> [EXERCISE REQUIREMENTS]
Please retype, unchanged, each line from the top of the material below through the line where "fn default() ->" appears.

----

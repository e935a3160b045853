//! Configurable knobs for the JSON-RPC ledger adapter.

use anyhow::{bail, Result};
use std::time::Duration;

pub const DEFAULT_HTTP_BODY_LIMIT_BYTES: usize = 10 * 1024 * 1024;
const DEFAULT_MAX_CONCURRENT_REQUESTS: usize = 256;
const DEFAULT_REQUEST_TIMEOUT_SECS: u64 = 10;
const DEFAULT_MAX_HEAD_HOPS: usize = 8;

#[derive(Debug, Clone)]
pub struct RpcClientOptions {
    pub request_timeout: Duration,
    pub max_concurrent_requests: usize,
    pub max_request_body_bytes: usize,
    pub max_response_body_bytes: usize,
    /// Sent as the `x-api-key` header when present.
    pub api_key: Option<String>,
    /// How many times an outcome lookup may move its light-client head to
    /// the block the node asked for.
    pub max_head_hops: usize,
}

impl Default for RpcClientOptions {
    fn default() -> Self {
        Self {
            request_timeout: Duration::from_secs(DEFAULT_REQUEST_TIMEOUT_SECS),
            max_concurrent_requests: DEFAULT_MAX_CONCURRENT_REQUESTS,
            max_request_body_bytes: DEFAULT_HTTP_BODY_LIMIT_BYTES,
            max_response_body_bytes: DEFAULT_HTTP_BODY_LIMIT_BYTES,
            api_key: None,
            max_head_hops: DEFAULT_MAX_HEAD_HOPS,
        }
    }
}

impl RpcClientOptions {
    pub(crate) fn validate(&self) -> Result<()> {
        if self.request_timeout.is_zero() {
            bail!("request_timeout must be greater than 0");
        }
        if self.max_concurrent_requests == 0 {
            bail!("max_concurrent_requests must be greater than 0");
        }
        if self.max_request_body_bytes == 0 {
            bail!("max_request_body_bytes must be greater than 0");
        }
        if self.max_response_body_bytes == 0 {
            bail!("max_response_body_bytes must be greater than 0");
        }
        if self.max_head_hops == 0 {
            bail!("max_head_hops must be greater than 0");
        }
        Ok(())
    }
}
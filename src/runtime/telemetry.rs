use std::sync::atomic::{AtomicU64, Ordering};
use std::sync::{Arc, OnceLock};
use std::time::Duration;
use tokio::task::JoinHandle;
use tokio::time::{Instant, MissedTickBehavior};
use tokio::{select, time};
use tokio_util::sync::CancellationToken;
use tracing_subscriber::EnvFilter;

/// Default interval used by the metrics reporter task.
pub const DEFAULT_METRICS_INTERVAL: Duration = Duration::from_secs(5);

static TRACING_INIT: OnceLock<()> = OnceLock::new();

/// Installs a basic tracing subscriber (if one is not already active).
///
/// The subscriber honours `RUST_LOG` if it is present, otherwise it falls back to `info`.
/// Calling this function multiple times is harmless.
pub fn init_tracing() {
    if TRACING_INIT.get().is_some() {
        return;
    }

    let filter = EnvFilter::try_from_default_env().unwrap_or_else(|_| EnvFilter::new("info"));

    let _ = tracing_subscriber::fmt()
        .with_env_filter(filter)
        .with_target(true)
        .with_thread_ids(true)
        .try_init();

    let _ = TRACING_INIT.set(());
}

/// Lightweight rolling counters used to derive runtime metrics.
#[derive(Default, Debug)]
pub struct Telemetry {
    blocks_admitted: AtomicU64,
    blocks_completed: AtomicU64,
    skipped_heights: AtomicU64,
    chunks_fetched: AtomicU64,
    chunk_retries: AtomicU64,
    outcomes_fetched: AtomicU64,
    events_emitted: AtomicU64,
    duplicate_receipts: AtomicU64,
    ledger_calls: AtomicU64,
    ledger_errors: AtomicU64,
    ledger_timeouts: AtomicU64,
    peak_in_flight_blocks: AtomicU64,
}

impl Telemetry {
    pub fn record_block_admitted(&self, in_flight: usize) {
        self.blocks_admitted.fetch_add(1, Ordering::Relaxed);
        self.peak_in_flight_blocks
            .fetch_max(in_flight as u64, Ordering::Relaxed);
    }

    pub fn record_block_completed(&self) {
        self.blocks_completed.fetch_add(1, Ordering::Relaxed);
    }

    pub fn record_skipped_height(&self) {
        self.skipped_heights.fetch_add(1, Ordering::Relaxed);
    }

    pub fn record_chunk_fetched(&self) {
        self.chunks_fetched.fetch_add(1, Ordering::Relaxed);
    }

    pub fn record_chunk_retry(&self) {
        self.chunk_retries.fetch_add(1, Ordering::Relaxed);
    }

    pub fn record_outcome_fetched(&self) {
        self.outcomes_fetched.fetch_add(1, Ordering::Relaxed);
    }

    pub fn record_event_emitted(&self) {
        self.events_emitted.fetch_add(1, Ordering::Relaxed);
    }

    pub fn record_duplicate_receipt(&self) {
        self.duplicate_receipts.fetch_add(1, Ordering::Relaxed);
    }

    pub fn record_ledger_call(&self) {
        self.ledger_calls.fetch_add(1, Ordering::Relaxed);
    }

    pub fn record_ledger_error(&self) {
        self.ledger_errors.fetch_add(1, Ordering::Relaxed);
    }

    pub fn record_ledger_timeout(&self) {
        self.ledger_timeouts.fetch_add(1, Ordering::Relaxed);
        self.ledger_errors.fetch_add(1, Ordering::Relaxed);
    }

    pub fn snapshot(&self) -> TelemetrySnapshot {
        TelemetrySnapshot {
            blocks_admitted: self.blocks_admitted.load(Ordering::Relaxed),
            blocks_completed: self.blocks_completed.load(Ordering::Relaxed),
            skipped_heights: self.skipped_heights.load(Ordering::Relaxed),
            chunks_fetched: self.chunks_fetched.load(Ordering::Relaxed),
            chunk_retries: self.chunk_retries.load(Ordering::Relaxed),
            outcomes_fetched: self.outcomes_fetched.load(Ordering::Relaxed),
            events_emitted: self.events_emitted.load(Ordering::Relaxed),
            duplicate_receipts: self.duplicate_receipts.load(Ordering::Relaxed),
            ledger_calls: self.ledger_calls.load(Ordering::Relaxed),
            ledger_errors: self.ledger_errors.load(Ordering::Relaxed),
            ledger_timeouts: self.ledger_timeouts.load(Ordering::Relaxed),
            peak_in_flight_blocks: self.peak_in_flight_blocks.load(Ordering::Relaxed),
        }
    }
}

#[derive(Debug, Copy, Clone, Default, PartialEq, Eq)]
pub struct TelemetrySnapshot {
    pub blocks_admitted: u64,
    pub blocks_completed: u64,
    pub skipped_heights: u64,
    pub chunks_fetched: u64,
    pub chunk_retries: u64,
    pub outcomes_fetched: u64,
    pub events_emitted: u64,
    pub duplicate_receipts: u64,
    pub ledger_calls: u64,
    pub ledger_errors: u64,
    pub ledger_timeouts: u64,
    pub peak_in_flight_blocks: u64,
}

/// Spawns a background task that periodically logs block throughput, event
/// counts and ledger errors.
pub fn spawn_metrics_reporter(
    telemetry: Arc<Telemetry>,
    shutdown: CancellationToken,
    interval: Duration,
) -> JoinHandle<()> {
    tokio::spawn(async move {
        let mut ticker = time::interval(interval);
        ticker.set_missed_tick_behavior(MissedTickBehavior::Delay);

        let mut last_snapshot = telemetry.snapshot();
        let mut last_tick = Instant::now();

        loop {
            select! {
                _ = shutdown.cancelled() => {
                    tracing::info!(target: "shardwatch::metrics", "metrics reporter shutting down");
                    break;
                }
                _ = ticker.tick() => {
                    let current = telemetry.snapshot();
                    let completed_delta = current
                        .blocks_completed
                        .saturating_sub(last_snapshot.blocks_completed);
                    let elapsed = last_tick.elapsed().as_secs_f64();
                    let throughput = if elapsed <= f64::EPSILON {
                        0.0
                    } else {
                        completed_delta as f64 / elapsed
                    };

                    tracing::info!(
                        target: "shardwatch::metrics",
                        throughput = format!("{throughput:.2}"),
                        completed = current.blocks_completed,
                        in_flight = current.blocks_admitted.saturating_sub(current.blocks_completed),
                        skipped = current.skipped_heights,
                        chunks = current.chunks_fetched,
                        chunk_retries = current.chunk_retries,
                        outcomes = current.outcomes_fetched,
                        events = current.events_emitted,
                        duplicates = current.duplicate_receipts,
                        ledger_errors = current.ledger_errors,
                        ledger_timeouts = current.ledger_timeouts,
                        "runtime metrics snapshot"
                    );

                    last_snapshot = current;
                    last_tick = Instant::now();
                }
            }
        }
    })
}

----

> [SOLUTION]
repository e935a3160b045853
//! Configurable knobs for the JSON-RPC ledger adapter.

use anyhow::{bail, Result};
use std::time::Duration;

pub const DEFAULT_HTTP_BODY_LIMIT_BYTES: usize = 10 * 1024 * 1024;
const DEFAULT_MAX_CONCURRENT_REQUESTS: usize = 256;
const DEFAULT_REQUEST_TIMEOUT_SECS: u64 = 10;
const DEFAULT_MAX_HEAD_HOPS: usize = 8;

#[derive(Debug, Clone)]
pub struct RpcClientOptions {
    pub request_timeout: Duration,
    pub max_concurrent_requests: usize,
    pub max_request_body_bytes: usize,
    pub max_response_body_bytes: usize,
    /// Sent as the `x-api-key` header when present.
    pub api_key: Option<String>,
    /// How many times an outcome lookup may move its light-client head to
    /// the block the node asked for.
    pub max_head_hops: usize,
}

impl Default for RpcClientOptions {
    fn default() -> Self {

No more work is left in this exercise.